Role of macromolecular binding site of thrombin molecule in excitation of anticoagulation system

Abstract

The reaction of anticoagulation system upon perfusion of humorally isolated (with retained innervation) carotid sinus of a rabbit by α-, β γ- , DIP-α-thrombin and prethrombin I was studied. DIP-α-thrombin without clotting activity was shown to initiate like α-thrombin the reflex reaction of anticoagulation system characterized by a sharp increase in non-enzymatic fibrinolysis (by 225%) and total fibrinolytic activity of blood (by 51%). Prethrombin I (thrombin precursor) is also capable of exciting the function of anticoagulation system characterized by an increase in non-enzymatic fibrinolysis (by 82%) and total fibrinolytic activity (by 36%). Furthermore, perfusion of prethrombin I or α-thrombin at almost the same molar concentrations resulted in the similar degree of anticoagulation system effector reaction.
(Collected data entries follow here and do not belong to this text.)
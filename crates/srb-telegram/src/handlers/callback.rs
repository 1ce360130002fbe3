use std::sync::Arc;

use teloxide::{prelude::*, types::ParseMode};

use srb_core::domain::UserId;

use crate::keyboards;
use crate::runner::AppState;
use crate::texts;

use super::send_html_kb;

pub async fn handle_callback(
    bot: Bot,
    q: CallbackQuery,
    state: Arc<AppState>,
) -> ResponseResult<()> {
    let cb_id = q.id.clone();
    let data = q.data.clone().unwrap_or_default();

    let Some(message) = q.message.as_ref() else {
        let _ = bot.answer_callback_query(cb_id).await;
        return Ok(());
    };

    // Dialog selection is admin-only surface.
    let from_id = UserId(q.from.id.0 as i64);
    if !state.cfg.is_admin(from_id) {
        let _ = bot
            .answer_callback_query(cb_id)
            .text("❌ No access".to_string())
            .await;
        return Ok(());
    }

    if let Some(raw) = data.strip_prefix(keyboards::CB_ENTER_DIALOG) {
        return enter_dialog(bot, message, state, cb_id, raw).await;
    }
    if let Some(raw) = data.strip_prefix(keyboards::CB_START_DIALOG) {
        return start_dialog(bot, message, state, cb_id, raw).await;
    }

    let _ = bot.answer_callback_query(cb_id).await;
    Ok(())
}

fn parse_user_id(raw: &str) -> Option<UserId> {
    raw.parse::<i64>().ok().map(UserId)
}

async fn enter_dialog(
    bot: Bot,
    message: &Message,
    state: Arc<AppState>,
    cb_id: String,
    raw: &str,
) -> ResponseResult<()> {
    let Some(user) = parse_user_id(raw) else {
        let _ = bot
            .answer_callback_query(cb_id)
            .text("❌ Bad selection".to_string())
            .await;
        return Ok(());
    };

    match state.registry.set_admin_focus(state.cfg.admin_id, user).await {
        Ok(()) => {}
        Err(srb_core::Error::NoActiveSession) => {
            let _ = bot
                .answer_callback_query(cb_id)
                .text("❌ The dialog is no longer active".to_string())
                .await;
            return Ok(());
        }
        Err(e) => {
            tracing::error!(user = %user, error = %e, "failed to set admin focus");
            let _ = bot
                .answer_callback_query(cb_id)
                .text("❌ Error".to_string())
                .await;
            return Ok(());
        }
    }

    let name = display_name_of(&state, user).await;
    let _ = bot
        .edit_message_text(message.chat.id, message.id, texts::admin_entered_dialog(&name))
        .parse_mode(ParseMode::Html)
        .await;

    send_html_kb(
        &bot,
        message.chat.id,
        "Use the buttons to manage the dialog:",
        keyboards::admin_dialog_menu(),
    )
    .await?;

    let _ = bot
        .answer_callback_query(cb_id)
        .text(format!("✅ Joined the dialog with {name}"))
        .await;
    Ok(())
}

async fn start_dialog(
    bot: Bot,
    message: &Message,
    state: Arc<AppState>,
    cb_id: String,
    raw: &str,
) -> ResponseResult<()> {
    let Some(user) = parse_user_id(raw) else {
        let _ = bot
            .answer_callback_query(cb_id)
            .text("❌ Bad selection".to_string())
            .await;
        return Ok(());
    };

    match state.users.get(user).await {
        Ok(Some(_)) => {}
        Ok(None) => {
            let _ = bot
                .answer_callback_query(cb_id)
                .text("❌ User not found".to_string())
                .await;
            return Ok(());
        }
        Err(e) => {
            tracing::error!(user = %user, error = %e, "user lookup failed");
            let _ = bot
                .answer_callback_query(cb_id)
                .text("❌ Error".to_string())
                .await;
            return Ok(());
        }
    }

    if matches!(state.registry.active_session(user).await, Ok(Some(_))) {
        let _ = bot
            .answer_callback_query(cb_id)
            .text("❌ The user is already in a dialog".to_string())
            .await;
        return Ok(());
    }

    let now = chrono::Utc::now().timestamp();
    let opened = match state
        .registry
        .start_dialog(user, state.cfg.admin_id, now)
        .await
    {
        Ok(_) => state.registry.set_admin_focus(state.cfg.admin_id, user).await,
        Err(e) => Err(e),
    };
    if let Err(e) = opened {
        tracing::error!(user = %user, error = %e, "failed to open dialog");
        let _ = bot
            .answer_callback_query(cb_id)
            .text("❌ Could not open the dialog".to_string())
            .await;
        return Ok(());
    }

    let name = display_name_of(&state, user).await;
    let _ = bot
        .edit_message_text(
            message.chat.id,
            message.id,
            format!(
                "✅ <b>New dialog with {}!</b>\n\nWrite your messages — the user sees them immediately.",
                srb_core::formatting::escape_html(&name)
            ),
        )
        .parse_mode(ParseMode::Html)
        .await;

    send_html_kb(
        &bot,
        message.chat.id,
        "Use the buttons to manage the dialog:",
        keyboards::admin_dialog_menu(),
    )
    .await?;

    // Let the user know the studio reached out; best-effort.
    let _ = bot
        .send_message(teloxide::types::ChatId(user.0), texts::DIALOG_OPENED_BY_ADMIN)
        .parse_mode(ParseMode::Html)
        .reply_markup(keyboards::user_dialog_menu())
        .await;

    let _ = bot
        .answer_callback_query(cb_id)
        .text(format!("✅ Dialog started with {name}"))
        .await;
    Ok(())
}

async fn display_name_of(state: &Arc<AppState>, user: UserId) -> String {
    state
        .users
        .get(user)
        .await
        .ok()
        .flatten()
        .map(|r| r.display_name)
        .unwrap_or_else(|| format!("user {user}"))
}
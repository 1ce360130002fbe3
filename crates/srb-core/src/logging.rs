use crate::Result;

/// Initialize logging/tracing for the bot.
pub fn init(service_name: &str) -> Result<()> {
    use tracing_subscriber::{fmt, EnvFilter};

    // Default: info for our crates, warn for everything else.
    // Can be overridden with `RUST_LOG`.
    let filter = EnvFilter::try_from_default_env().unwrap_or_else(|_| {
        EnvFilter::new(format!("warn,srb=info,srb_core=info,srb_telegram=info,{service_name}=info"))
    });

    fmt()
        .with_env_filter(filter)
        .with_target(false)
        .with_ansi(true)
        .init();

    Ok(())
}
Reflex response of anticoagulation system was not observed upon perfusion of carotid sinus by β γ - thrombin that has high esterase but little if any clotting activity that appears to be due to molecular changes in the macromolecular binding site region. These data support the suggestion that the effect of anticoagulation system excitation is due to interaction of the macromolecular binding site in the structure of α-thrombin with anticoagulation system chemoreceptors.